▶ **TASK REQUIREMENTS**: Would you repeat every line below exactly, please?

[Collected data entries]
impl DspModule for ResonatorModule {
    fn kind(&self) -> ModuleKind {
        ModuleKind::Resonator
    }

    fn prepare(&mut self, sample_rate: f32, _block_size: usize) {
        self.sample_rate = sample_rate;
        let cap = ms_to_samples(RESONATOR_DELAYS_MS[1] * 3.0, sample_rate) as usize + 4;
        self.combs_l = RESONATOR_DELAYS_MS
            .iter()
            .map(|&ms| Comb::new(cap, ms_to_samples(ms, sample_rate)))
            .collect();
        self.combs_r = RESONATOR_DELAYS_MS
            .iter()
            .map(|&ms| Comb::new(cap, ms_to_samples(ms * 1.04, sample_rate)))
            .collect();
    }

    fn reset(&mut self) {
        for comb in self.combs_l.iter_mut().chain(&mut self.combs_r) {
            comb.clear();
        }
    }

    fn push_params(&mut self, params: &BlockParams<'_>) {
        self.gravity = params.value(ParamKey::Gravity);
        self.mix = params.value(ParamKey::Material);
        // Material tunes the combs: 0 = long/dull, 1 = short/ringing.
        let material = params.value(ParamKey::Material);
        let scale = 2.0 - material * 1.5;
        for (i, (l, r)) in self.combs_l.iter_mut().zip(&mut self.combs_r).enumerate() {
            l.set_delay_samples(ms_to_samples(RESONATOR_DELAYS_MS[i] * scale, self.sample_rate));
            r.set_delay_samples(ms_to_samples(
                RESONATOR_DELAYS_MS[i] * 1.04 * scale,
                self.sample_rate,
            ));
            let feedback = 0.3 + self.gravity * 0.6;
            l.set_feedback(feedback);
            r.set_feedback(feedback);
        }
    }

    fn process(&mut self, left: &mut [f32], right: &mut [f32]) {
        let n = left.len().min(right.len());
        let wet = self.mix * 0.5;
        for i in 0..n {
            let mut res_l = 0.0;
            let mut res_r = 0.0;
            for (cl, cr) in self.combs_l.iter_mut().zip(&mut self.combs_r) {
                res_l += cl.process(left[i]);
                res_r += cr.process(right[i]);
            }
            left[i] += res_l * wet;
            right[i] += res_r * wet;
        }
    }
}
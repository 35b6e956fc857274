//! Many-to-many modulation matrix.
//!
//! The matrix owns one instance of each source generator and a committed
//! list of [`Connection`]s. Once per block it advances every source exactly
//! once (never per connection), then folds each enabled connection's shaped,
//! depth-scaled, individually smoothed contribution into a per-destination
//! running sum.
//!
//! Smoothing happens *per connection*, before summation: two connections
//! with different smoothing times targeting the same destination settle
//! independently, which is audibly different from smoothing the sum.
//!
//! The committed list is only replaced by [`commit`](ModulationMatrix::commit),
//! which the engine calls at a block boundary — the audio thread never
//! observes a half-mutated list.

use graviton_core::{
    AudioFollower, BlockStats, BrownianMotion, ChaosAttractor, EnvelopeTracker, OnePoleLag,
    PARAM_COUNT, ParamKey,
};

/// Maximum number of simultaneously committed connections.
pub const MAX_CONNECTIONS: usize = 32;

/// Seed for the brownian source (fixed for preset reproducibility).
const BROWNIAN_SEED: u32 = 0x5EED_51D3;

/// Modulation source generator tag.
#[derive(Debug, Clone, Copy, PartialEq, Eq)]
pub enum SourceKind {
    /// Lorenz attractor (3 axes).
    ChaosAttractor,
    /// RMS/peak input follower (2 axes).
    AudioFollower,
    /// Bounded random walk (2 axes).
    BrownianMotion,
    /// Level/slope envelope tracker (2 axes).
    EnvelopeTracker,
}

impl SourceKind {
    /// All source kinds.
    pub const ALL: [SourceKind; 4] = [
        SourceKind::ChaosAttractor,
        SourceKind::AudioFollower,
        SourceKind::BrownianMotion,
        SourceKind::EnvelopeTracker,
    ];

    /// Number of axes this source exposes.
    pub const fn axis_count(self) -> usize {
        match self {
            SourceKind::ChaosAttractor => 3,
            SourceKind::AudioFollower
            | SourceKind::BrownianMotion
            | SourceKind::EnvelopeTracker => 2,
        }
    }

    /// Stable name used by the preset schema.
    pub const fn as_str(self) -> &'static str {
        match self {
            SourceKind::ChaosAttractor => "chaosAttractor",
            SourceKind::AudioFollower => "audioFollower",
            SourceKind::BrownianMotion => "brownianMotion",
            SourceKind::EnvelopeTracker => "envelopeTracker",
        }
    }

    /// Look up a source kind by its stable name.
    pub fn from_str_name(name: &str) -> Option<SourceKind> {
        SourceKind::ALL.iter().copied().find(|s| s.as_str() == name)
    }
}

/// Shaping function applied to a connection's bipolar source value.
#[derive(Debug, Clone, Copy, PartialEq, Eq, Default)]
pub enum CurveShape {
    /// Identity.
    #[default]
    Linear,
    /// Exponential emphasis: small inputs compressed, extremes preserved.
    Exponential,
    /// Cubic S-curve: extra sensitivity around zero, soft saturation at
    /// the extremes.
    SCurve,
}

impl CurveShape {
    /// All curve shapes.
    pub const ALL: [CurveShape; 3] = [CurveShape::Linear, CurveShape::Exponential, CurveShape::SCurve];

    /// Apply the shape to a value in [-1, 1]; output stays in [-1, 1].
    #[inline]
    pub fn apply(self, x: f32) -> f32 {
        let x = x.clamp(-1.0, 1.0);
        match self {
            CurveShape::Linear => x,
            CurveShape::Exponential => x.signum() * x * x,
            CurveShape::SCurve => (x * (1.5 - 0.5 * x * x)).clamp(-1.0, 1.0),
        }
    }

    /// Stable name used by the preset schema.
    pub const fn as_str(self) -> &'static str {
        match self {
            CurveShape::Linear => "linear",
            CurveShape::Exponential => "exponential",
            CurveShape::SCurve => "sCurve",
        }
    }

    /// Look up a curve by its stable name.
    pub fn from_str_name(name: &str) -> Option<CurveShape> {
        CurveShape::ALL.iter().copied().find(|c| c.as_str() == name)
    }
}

▶ **SOLUTION**:
impl DspModule for ResonatorModule {
    fn kind(&self) -> ModuleKind {
        ModuleKind::Resonator
    }

    fn prepare(&mut self, sample_rate: f32, _block_size: usize) {
        self.sample_rate = sample_rate;
        let cap = ms_to_samples(RESONATOR_DELAYS_MS[1] * 3.0, sample_rate) as usize + 4;
        self.combs_l = RESONATOR_DELAYS_MS
            .iter()
            .map(|&ms| Comb::new(cap, ms_to_samples(ms, sample_rate)))
            .collect();
        self.combs_r = RESONATOR_DELAYS_MS
            .iter()
            .map(|&ms| Comb::new(cap, ms_to_samples(ms * 1.04, sample_rate)))
            .collect();
    }

    fn reset(&mut self) {
        for comb in self.combs_l.iter_mut().chain(&mut self.combs_r) {
            comb.clear();
        }
    }

    fn push_params(&mut self, params: &BlockParams<'_>) {
        self.gravity = params.value(ParamKey::Gravity);
        self.mix = params.value(ParamKey::Material);
        // Material tunes the combs: 0 = long/dull, 1 = short/ringing.
        let material = params.value(ParamKey::Material);
        let scale = 2.0 - material * 1.5;
        for (i, (l, r)) in self.combs_l.iter_mut().zip(&mut self.combs_r).enumerate() {
            l.set_delay_samples(ms_to_samples(RESONATOR_DELAYS_MS[i] * scale, self.sample_rate));
            r.set_delay_samples(ms_to_samples(
                RESONATOR_DELAYS_MS[i] * 1.04 * scale,
                self.sample_rate,
            ));
            let feedback = 0.3 + self.gravity * 0.6;
            l.set_feedback(feedback);
            r.set_feedback(feedback);
        }
    }

    fn process(&mut self, left: &mut [f32], right: &mut [f32]) {
        let n = left.len().min(right.len());
        let wet = self.mix * 0.5;
        for i in 0..n {
            let mut res_l = 0.0;
            let mut res_r = 0.0;
            for (cl, cr) in self.combs_l.iter_mut().zip(&mut self.combs_r) {
                res_l += cl.process(left[i]);
                res_r += cr.process(right[i]);
            }
            left[i] += res_l * wet;
            right[i] += res_r * wet;
        }
    }
}
repository 35b6e956fc857274
//! Many-to-many modulation matrix.
//!
//! The matrix owns one instance of each source generator and a committed
//! list of [`Connection`]s. Once per block it advances every source exactly
//! once (never per connection), then folds each enabled connection's shaped,
//! depth-scaled, individually smoothed contribution into a per-destination
//! running sum.
//!
//! Smoothing happens *per connection*, before summation: two connections
//! with different smoothing times targeting the same destination settle
//! independently, which is audibly different from smoothing the sum.
//!
//! The committed list is only replaced by [`commit`](ModulationMatrix::commit),
//! which the engine calls at a block boundary — the audio thread never
//! observes a half-mutated list.

use graviton_core::{
    AudioFollower, BlockStats, BrownianMotion, ChaosAttractor, EnvelopeTracker, OnePoleLag,
    PARAM_COUNT, ParamKey,
};

/// Maximum number of simultaneously committed connections.
pub const MAX_CONNECTIONS: usize = 32;

/// Seed for the brownian source (fixed for preset reproducibility).
const BROWNIAN_SEED: u32 = 0x5EED_51D3;

/// Modulation source generator tag.
#[derive(Debug, Clone, Copy, PartialEq, Eq)]
pub enum SourceKind {
    /// Lorenz attractor (3 axes).
    ChaosAttractor,
    /// RMS/peak input follower (2 axes).
    AudioFollower,
    /// Bounded random walk (2 axes).
    BrownianMotion,
    /// Level/slope envelope tracker (2 axes).
    EnvelopeTracker,
}

impl SourceKind {
    /// All source kinds.
    pub const ALL: [SourceKind; 4] = [
        SourceKind::ChaosAttractor,
        SourceKind::AudioFollower,
        SourceKind::BrownianMotion,
        SourceKind::EnvelopeTracker,
    ];

    /// Number of axes this source exposes.
    pub const fn axis_count(self) -> usize {
        match self {
            SourceKind::ChaosAttractor => 3,
            SourceKind::AudioFollower
            | SourceKind::BrownianMotion
            | SourceKind::EnvelopeTracker => 2,
        }
    }

    /// Stable name used by the preset schema.
    pub const fn as_str(self) -> &'static str {
        match self {
            SourceKind::ChaosAttractor => "chaosAttractor",
            SourceKind::AudioFollower => "audioFollower",
            SourceKind::BrownianMotion => "brownianMotion",
            SourceKind::EnvelopeTracker => "envelopeTracker",
        }
    }

    /// Look up a source kind by its stable name.
    pub fn from_str_name(name: &str) -> Option<SourceKind> {
        SourceKind::ALL.iter().copied().find(|s| s.as_str() == name)
    }
}

/// Shaping function applied to a connection's bipolar source value.
#[derive(Debug, Clone, Copy, PartialEq, Eq, Default)]
pub enum CurveShape {
    /// Identity.
    #[default]
    Linear,
    /// Exponential emphasis: small inputs compressed, extremes preserved.
    Exponential,
    /// Cubic S-curve: extra sensitivity around zero, soft saturation at
    /// the extremes.
    SCurve,
}

impl CurveShape {
    /// All curve shapes.
    pub const ALL: [CurveShape; 3] = [CurveShape::Linear, CurveShape::Exponential, CurveShape::SCurve];

    /// Apply the shape to a value in [-1, 1]; output stays in [-1, 1].
    #[inline]
    pub fn apply(self, x: f32) -> f32 {
        let x = x.clamp(-1.0, 1.0);
        match self {
            CurveShape::Linear => x,
            CurveShape::Exponential => x.signum() * x * x,
            CurveShape::SCurve => (x * (1.5 - 0.5 * x * x)).clamp(-1.0, 1.0),
        }
    }

    /// Stable name used by the preset schema.
    pub const fn as_str(self) -> &'static str {
        match self {
            CurveShape::Linear => "linear",
            CurveShape::Exponential => "exponential",
            CurveShape::SCurve => "sCurve",
        }
    }

    /// Look up a curve by its stable name.
    pub fn from_str_name(name: &str) -> Option<CurveShape> {
        CurveShape::ALL.iter().copied().find(|c| c.as_str() == name)
    }
}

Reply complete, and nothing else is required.